Slovakia withdraws proposals that may agree with demand for Russian rubles
Slovak Prime Minister Eduardo Hager said his government minister said that energy payments from “unfriendly countries” are the Russian currency.
In a Facebook post, Prime Minister Hager guarantees readers that Slovakia will proceed in accordance with the terms of the European Union when purchasing gas from Russia, and will stipulate that energy payments will be made in euros in an existing contract. Insisted on the conditions.
“In this situation, we insist that unity is the key and respect the terms and conditions and payments in euros.”
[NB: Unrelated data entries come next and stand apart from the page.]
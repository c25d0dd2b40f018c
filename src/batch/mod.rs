//! Bounded-concurrency work queue.
//!
//! - [`Batch`] - Fail-fast executor for independent async operations
//! - [`BatchHandle`] - Feeds operations into a batch while it runs

mod queue;

pub use queue::{Batch, BatchHandle};
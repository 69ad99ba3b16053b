//! Logging shims.
//!
//! Dispatches to `defmt` (feature `defmt-0-3`) and/or `log` (feature `log`).
//! With neither feature the arguments are still type-checked but nothing is
//! emitted. Only plain `{}` placeholders are used so both back ends accept
//! the same format strings.
//!
//! Never call these once per sample; `tick()` may only log on message
//! boundaries.
//!
//! The macros are textually scoped: `lib.rs` declares this module first with
//! `#[macro_use]`, so every later module sees them without an import.

#![allow(unused_macros)]

macro_rules! trace {
    ($($arg:tt)*) => {{
        #[cfg(feature = "defmt-0-3")]
        ::defmt::trace!($($arg)*);
        #[cfg(feature = "log")]
        ::log::trace!($($arg)*);
        #[cfg(not(any(feature = "defmt-0-3", feature = "log")))]
        let _ = ::core::format_args!($($arg)*);
    }};
}

macro_rules! debug {
    ($($arg:tt)*) => {{
        #[cfg(feature = "defmt-0-3")]
        ::defmt::debug!($($arg)*);
        #[cfg(feature = "log")]
        ::log::debug!($($arg)*);
        #[cfg(not(any(feature = "defmt-0-3", feature = "log")))]
        let _ = ::core::format_args!($($arg)*);
    }};
}

macro_rules! warn {
    ($($arg:tt)*) => {{
        #[cfg(feature = "defmt-0-3")]
        ::defmt::warn!($($arg)*);
        #[cfg(feature = "log")]
        ::log::warn!($($arg)*);
        #[cfg(not(any(feature = "defmt-0-3", feature = "log")))]
        let _ = ::core::format_args!($($arg)*);
    }};
}
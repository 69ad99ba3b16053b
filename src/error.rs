//! Error type shared by the frame builder, buffers and transmitter setup.
//!
//! Nothing on the per-tick path returns an error; every variant here is
//! reported either while a message is being prepared or once when a
//! transmitter is configured.

/// Errors reported while building messages or configuring a transmitter.
#[derive(Debug, Clone, Copy, PartialEq, Eq, thiserror::Error)]
#[cfg_attr(feature = "defmt-0-3", derive(defmt::Format))]
pub enum Error {
    /// The message does not fit the fixed-capacity buffer it is built into.
    /// Nothing is handed to a transmitter when this is returned.
    #[error("message needs {needed} bytes but the buffer holds {capacity}")]
    CapacityExceeded {
        /// Bytes the complete message would occupy.
        needed: usize,
        /// Bytes available in the buffer.
        capacity: usize,
    },
    /// A callsign was empty, longer than six characters, or not printable ASCII.
    #[error("callsign must be 1 to 6 printable ASCII characters")]
    InvalidCallsign,
    /// An SSID outside `0..=15`.
    #[error("SSID {0} is outside 0..=15")]
    InvalidSsid(u8),
    /// The tick rate does not divide into a whole number of ticks per bit.
    #[error("tick rate {tick_hz} Hz is not a whole multiple of {baud} baud")]
    TickRate {
        /// Configured tick (sample) rate.
        tick_hz: u32,
        /// Requested baud rate.
        baud: u32,
    },
    /// A tone cannot be represented by the 16-bit phase accumulator at this
    /// tick rate.
    #[error("{freq} Hz cannot be synthesised at {tick_hz} Hz")]
    ToneRate {
        /// Configured tick (sample) rate.
        tick_hz: u32,
        /// Tone that does not fit.
        freq: u32,
    },
    /// The position or time source had no valid fix.
    #[error("no valid GPS fix")]
    NoFix,
}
The European Commission has instructed companies in a contract with the Russian government to stipulate payments in euros or US dollars not to comply with the request of Russian President Vladimir Putin.
The Prime Minister’s comment is in response to a statement by Slovak Minister of Economy Richard Slick that it is essential that Slovakia continue to receive fuel imports from Russia at the expense of doing business in the currency of its choice. I’m coming later.
“Gas must not stop,” Slick said in a public television debate on Sunday. “If there are conditions to pay in rubles, we will pay in rubles.”
A brief controversy reflects Slovakia’s unique reliance on Russia’s energy imports, putting a small country in Central Europe in a pinch as the European Union mobilizes its members to sanction the Russian state. I am. Slovakia imports 87% of natural gas and two-thirds of oil from Russia, and the Minister of Economy’s concerns about what would happen if this supply were cut off are not unfounded.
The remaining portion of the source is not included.